President Joe Biden’s recent executive order calling for the ban on some investments in China’s tech sector still has a long way to go before being fully implemented, but it could be the beginning of meaningful change in the U.S.–China competition, experts say.
Eric Sayers, a nonresident fellow at the American Enterprise Institute think tank, said the administration’s rules regarding investments into China’s artificial intelligence, quantum, and semiconductor sectors would likely take a full year to be honed and implemented.
“The pessimistic way to look at this is the administration spent a year briefing everyone, consulting on this process, only to start a new consulting clock here,” Mr. Sayers said during an Aug. 11 talk at the Center for a New American Security.
“And it’s likely to be another year before the final rule of this process even comes out.”
Nevertheless, Mr. Sayers said, the move does represent an “expanded willingness” by the executive branch to focus on flows of finance and technology as means to improving national security.
“This [type of action] wasn’t thinkable a couple of years ago,” Mr. Sayers said.
Biden Order Chooses Targets Carefully
President Biden’s executive order, signed on Aug. 9, declares a national emergency regarding the “unusual and extraordinary threat” posed by “countries of concern” that are using U.S. investments into critical technologies to advance their own domestic military and intelligence capabilities.

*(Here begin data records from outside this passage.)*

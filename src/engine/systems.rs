// ECS systems for the formation tick
// Steering writes velocity and rotation, movement then integrates position

use bevy_ecs::prelude::*;
use glam::Vec3;

use super::components::*;
use super::formation::SlotSpec;
use super::scene::ObstacleProbe;
use super::steering::AgentController;

/// Run the controller once for every agent.
///
/// Slot targets are computed from `leader_position`, captured before any agent
/// moves, so the result does not depend on query order.
pub fn steering_system(
    world: &mut World,
    controller: &AgentController,
    slots: &[SlotSpec],
    leader_position: Vec3,
    probe: &dyn ObstacleProbe,
    delta_time: f32,
) {
    let mut query = world.query::<(&mut Agent, &mut Transform, &mut Velocity)>();
    for (mut agent, mut transform, mut velocity) in query.iter_mut(world) {
        assert!(agent.slot < slots.len(), "agent slot {} outside formation table", agent.slot);
        let slot = &slots[agent.slot];
        controller.update(
            &mut agent,
            &mut transform,
            &mut velocity,
            leader_position + slot.offset,
            slot.rotation,
            probe,
            delta_time,
        );
    }
}

/// Update entity positions based on velocity
/// Movement is planar: the Y coordinate never changes
pub fn movement_system(world: &mut World, delta_time: f32) {
    let mut query = world.query::<(&mut Transform, &Velocity)>();
    for (mut transform, velocity) in query.iter_mut(world) {
        let step = velocity.linear * delta_time;
        transform.position += Vec3::new(step.x, 0.0, step.z);
    }
}
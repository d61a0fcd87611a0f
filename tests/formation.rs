use flume_formation::config::SteeringConfig;
use flume_formation::engine::scene::{ObstacleSet, ObstacleTag};
use flume_formation::engine::steering::planar;
use flume_formation::engine::{Agent, MotionState, Transform, Velocity};
use flume_formation::{AgentController, FIXED_DT, FormationManager, NavError, SimConfig};
use glam::{Quat, Vec3};
use proptest::prelude::*;

const EPS: f32 = 1e-4;

fn formation() -> FormationManager {
    FormationManager::with_default_scene(&SimConfig::default(), Vec3::ZERO).unwrap()
}

/// Tick until every agent idles or `max_ticks` pass; checks the speed bound on every tick.
fn run_until_settled(fm: &mut FormationManager, max_ticks: u32) -> bool {
    let max_speed = fm.controller().params.max_speed;
    for _ in 0..max_ticks {
        fm.tick(FIXED_DT);
        for agent in fm.agents() {
            assert!(
                agent.velocity.length() <= max_speed + EPS,
                "slot {} moving at {}",
                agent.slot,
                agent.velocity.length()
            );
        }
        if fm.leader_path().is_finished() && fm.is_settled() {
            return true;
        }
    }
    false
}

#[test]
fn group_travels_and_settles_in_formation() {
    let mut fm = formation();
    let destination = Vec3::new(-2.5, 0.0, 4.5);
    let waypoints = fm.request_leader_path(destination).unwrap();
    assert!(waypoints > 0);

    assert!(run_until_settled(&mut fm, 3000), "formation never settled");

    let threshold = fm.controller().params.waypoint_threshold;
    let leader = fm.leader_position();
    let final_wp = *fm.leader_path().waypoints().last().unwrap();
    assert!(planar(final_wp - leader).length() < threshold);

    for agent in fm.agents() {
        assert_eq!(agent.state, MotionState::Idle);
        assert_eq!(agent.velocity, Vec3::ZERO);
        if !agent.is_leader {
            let target = fm.target_position_for(agent.slot);
            assert!(planar(target - agent.position).length() < threshold + EPS);
        }
    }
}

#[test]
fn settled_agents_face_their_slot_orientation() {
    let mut fm = formation();
    fm.request_leader_path(Vec3::new(3.5, 0.0, 3.5)).unwrap();
    assert!(run_until_settled(&mut fm, 3000));
    for _ in 0..300 {
        fm.tick(FIXED_DT);
    }
    for agent in fm.agents() {
        let want = fm.target_orientation_for(agent.slot);
        assert!(agent.rotation.angle_between(want) < 1e-2, "slot {}", agent.slot);
    }
}

#[test]
fn no_route_leaves_leader_idle() {
    let mut fm = formation();
    // Ring of bodies around cell (5, 5) -> world (-4.5, -4.5).
    for dx in -1..=1 {
        for dz in -1..=1 {
            if (dx, dz) != (0, 0) {
                fm.insert_obstacle(Vec3::new(-4.5 + dx as f32, 0.0, -4.5 + dz as f32))
                    .unwrap();
            }
        }
    }
    assert_eq!(fm.request_leader_path(Vec3::new(-4.5, 0.0, -4.5)).unwrap(), 0);

    fm.tick(FIXED_DT);
    let leader = fm.agent(fm.leader_slot());
    assert!(leader.has_reached_target());
    assert_eq!(leader.velocity, Vec3::ZERO);
}

#[test]
fn obstacle_insertion_keeps_current_path() {
    let mut fm = formation();
    fm.request_leader_path(Vec3::new(8.5, 0.0, 0.5)).unwrap();
    let before = fm.leader_path().clone();

    let on_path = before.waypoints()[4];
    let changed = fm.insert_obstacle(on_path).unwrap();
    assert!(changed > 0);
    assert!(!fm.grid().cell_at(on_path).unwrap().walkable);
    assert_eq!(fm.leader_path(), &before);
    assert_eq!(fm.scene().len(), 1);
}

#[test]
fn new_request_replaces_path() {
    let mut fm = formation();
    fm.request_leader_path(Vec3::new(8.5, 0.0, 0.5)).unwrap();
    for _ in 0..100 {
        fm.tick(FIXED_DT);
    }
    assert!(fm.leader_path().cursor() > 0);

    fm.request_leader_path(Vec3::new(-8.5, 0.0, -8.5)).unwrap();
    assert_eq!(fm.leader_path().cursor(), 0);
    assert_eq!(fm.agent(fm.leader_slot()).state, MotionState::Moving);
}

#[test]
fn body_near_cell_corner_blocks_the_cell() {
    let mut config = SimConfig::default();
    config.obstacles.radius = 0.1;
    let mut fm = FormationManager::with_default_scene(&config, Vec3::ZERO).unwrap();

    let point = Vec3::new(2.99, 0.0, 2.99);
    assert!(fm.insert_obstacle(point).unwrap() > 0);
    assert!(!fm.grid().cell_at(point).unwrap().walkable);
    assert_eq!(fm.request_leader_path(point).unwrap(), 0);
}

#[test]
fn out_of_bounds_request_reports_error() {
    let mut fm = formation();
    let err = fm.request_leader_path(Vec3::new(30.0, 0.0, 0.0)).unwrap_err();
    assert!(matches!(err, NavError::OutOfBounds { .. }));
}

#[test]
fn leader_steers_away_from_tagged_obstacle() {
    let mut scene = ObstacleSet::new();
    // Off-grid-cell body that sits right in front of the leader.
    scene.add_circle(Vec3::new(0.2, 0.0, 1.2), 0.3, ObstacleTag::Obstacle);
    let controller = AgentController::new(SteeringConfig::default());

    let plain = controller
        .steer_towards(Vec3::ZERO, Vec3::Z, Vec3::new(0.0, 0.0, 6.0), &ObstacleSet::new())
        .unwrap();
    let avoided = controller
        .steer_towards(Vec3::ZERO, Vec3::Z, Vec3::new(0.0, 0.0, 6.0), &scene)
        .unwrap();
    assert!(avoided.x < plain.x);
    assert!(avoided.length() <= controller.params.max_speed + EPS);
}

proptest! {
    #[test]
    fn follower_approaches_stationary_target_monotonically(
        dist in 0.6f32..15.0,
        angle in 0.0f32..std::f32::consts::TAU,
        heading in 0.0f32..std::f32::consts::TAU,
    ) {
        let controller = AgentController::default();
        let scene = ObstacleSet::new();
        let target = Vec3::new(1.0, 0.0, -2.0);

        let mut agent = Agent::follower(0);
        let mut transform = Transform {
            position: target + Vec3::new(angle.cos(), 0.0, angle.sin()) * dist,
            rotation: Quat::from_rotation_y(heading),
        };
        let mut velocity = Velocity::default();
        let mut last = planar(target - transform.position).length();
        let mut arrived = false;

        for _ in 0..5000 {
            controller.update(
                &mut agent,
                &mut transform,
                &mut velocity,
                target,
                Quat::IDENTITY,
                &scene,
                FIXED_DT,
            );
            prop_assert!(velocity.linear.length() <= controller.params.max_speed + EPS);
            if agent.state == MotionState::Idle {
                prop_assert_eq!(velocity.linear, Vec3::ZERO);
                prop_assert!(last < controller.params.waypoint_threshold);
                arrived = true;
                break;
            }
            transform.position += velocity.linear * FIXED_DT;
            let now = planar(target - transform.position).length();
            prop_assert!(now < last, "distance grew from {} to {}", last, now);
            last = now;
        }
        prop_assert!(arrived);
    }

    #[test]
    fn steering_output_is_speed_bounded(
        px in -5.0f32..5.0, pz in -5.0f32..5.0,
        tx in -20.0f32..20.0, tz in -20.0f32..20.0,
        heading in 0.0f32..std::f32::consts::TAU,
        strength in 0.0f32..50.0,
    ) {
        let mut scene = ObstacleSet::new();
        scene.add_circle(Vec3::new(0.0, 0.0, 0.0), 0.8, ObstacleTag::Obstacle);
        scene.add_circle(Vec3::new(3.0, 0.0, -2.0), 1.2, ObstacleTag::Obstacle);
        let mut params = SteeringConfig::default();
        params.avoidance_strength = strength;
        let controller = AgentController::new(params);

        let forward = Quat::from_rotation_y(heading) * Vec3::Z;
        let position = Vec3::new(px, 0.0, pz);
        let target = Vec3::new(tx, 0.0, tz);
        if let Some(v) = controller.steer_towards(position, forward, target, &scene) {
            prop_assert!(v.length() <= controller.params.max_speed + EPS);
            prop_assert_eq!(v.y, 0.0);
        }
    }
}
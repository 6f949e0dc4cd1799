//! Normalizes `ping` summaries into [`PingResult`]

use crate::logging::TraceSink;
use crate::models::PingResult;
use crate::ping::patterns::PatternSet;
use crate::types::Platform;
use std::sync::Arc;

/// Parser for one platform's `ping` output
#[derive(Clone)]
pub struct PingParser {
    platform: Platform,
    patterns: &'static PatternSet,
    trace: Option<Arc<dyn TraceSink>>,
}

impl PingParser {
    pub fn new(platform: Platform) -> Self {
        Self {
            platform,
            patterns: PatternSet::cached(platform),
            trace: None,
        }
    }

    /// Send every raw input to `sink` before parsing
    pub fn with_trace(mut self, sink: Arc<dyn TraceSink>) -> Self {
        self.trace = Some(sink);
        self
    }

    pub fn platform(&self) -> Platform {
        self.platform
    }

    /// Parse raw output; never fails
    ///
    /// Fields without a matching pattern keep their defaults. When at least
    /// one packet was sent, loss is recomputed from the counts and replaces
    /// any printed percentage.
    pub fn parse(&self, raw: &str) -> PingResult {
        if let Some(sink) = &self.trace {
            sink.trace("ping", raw);
        }

        let mut result = PingResult::empty();

        if let Some(counts) = self.patterns.match_counts(raw) {
            result.packets_sent = counts.sent;
            result.packets_received = counts.received;
            if let Some(loss) = counts.loss_percent {
                result.packet_loss_percent = loss;
            }
        }

        if let Some(rtt) = self.patterns.match_rtt(raw) {
            result.min_rtt = rtt.min;
            result.avg_rtt = rtt.avg;
            result.max_rtt = rtt.max;
        }

        if result.packets_sent > 0 {
            let received = f64::from(result.packets_received);
            let sent = f64::from(result.packets_sent);
            result.packet_loss_percent = (100.0 - received / sent * 100.0).clamp(0.0, 100.0);
        }

        result
    }
}

/// Parse `raw` ping output produced on `platform`
pub fn parse_ping_output(raw: &str, platform: Platform) -> PingResult {
    PingParser::new(platform).parse(raw)
}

It also grants authority to the Secretary of the Treasury to bar investments into artificial intelligence (AI), quantum information technology, and semiconductor and microelectronics manufacturing if such an investment is deemed to benefit the military modernization of such a nation.There already has been some debate about the efficacy of the proposed rules and how much they may be watered down in the lengthy comment period. The order’s limited, middle-of-the-road approach will also likely draw pushback from both sides of the China debate as congressional hawks seek greater decoupling from China’s economy and industry leaders seek more engagement.
Peter Harrell, a nonresident fellow at Carnegie Endowment for International Peace, said that the discussion around targeting outbound investments into China has been growing since 2018, when the Trump administration levied tariffs against Chinese imports as retaliation for rampant intellectual property theft.“That discussion triggered an ongoing debate in Washington about where and how and whether certain U.S. investments in China might pose a risk to national security,” he said.
Mr. Harrell also said that although the scope of the proposed investment bans is fairly narrow, the criteria for investments that require federal notification are broad. This means that most investments won’t be banned outright, but the government will be able to gather a much more comprehensive picture of outbound U.S. investment.
“They basically did what they said they were going to do, which is something narrow and targeted,” Mr. Harrell said of the actions.
US Money, Tech Fueling China’s Military
The rules will focus in part on giving the administration better tools for preventing U.S. private equity and venture capital from flowing to Chinese entities that might provide an “edge” to the regime’s military.
U.S. tech companies and venture capital firms have long invested in entities associated with the military wing of the Chinese Communist Party (CCP), with little interference from the federal government.
To that end, the bipartisan House Select Committee on the CCP is opening investigations into several U.S. venture capital firms that it claims are funding China’s development of AI and spurring its military modernization.
The regime is also stealing technologies, including AI and quantum cryptography systems, that will have crucial military importance in the coming years, according to U.S. Ambassador to China Nicholas Burns.
“[Technology] is in many ways the heart of the competition,” Mr. Burns said at a June meeting of the Global Leadership Coalition.“All of those technologies are going to be militarized.”
Mr. Burns added that the CCP, which rules China as a single-party state, is engaged in the “consistent and persistent theft of intellectual property” to accelerate “forced technology transfer” from the United States.
That malign influence, he said, is making it difficult for the United States and the CCP to peacefully compete, and will have ramifications for U.S. security in the region in both the near and long term.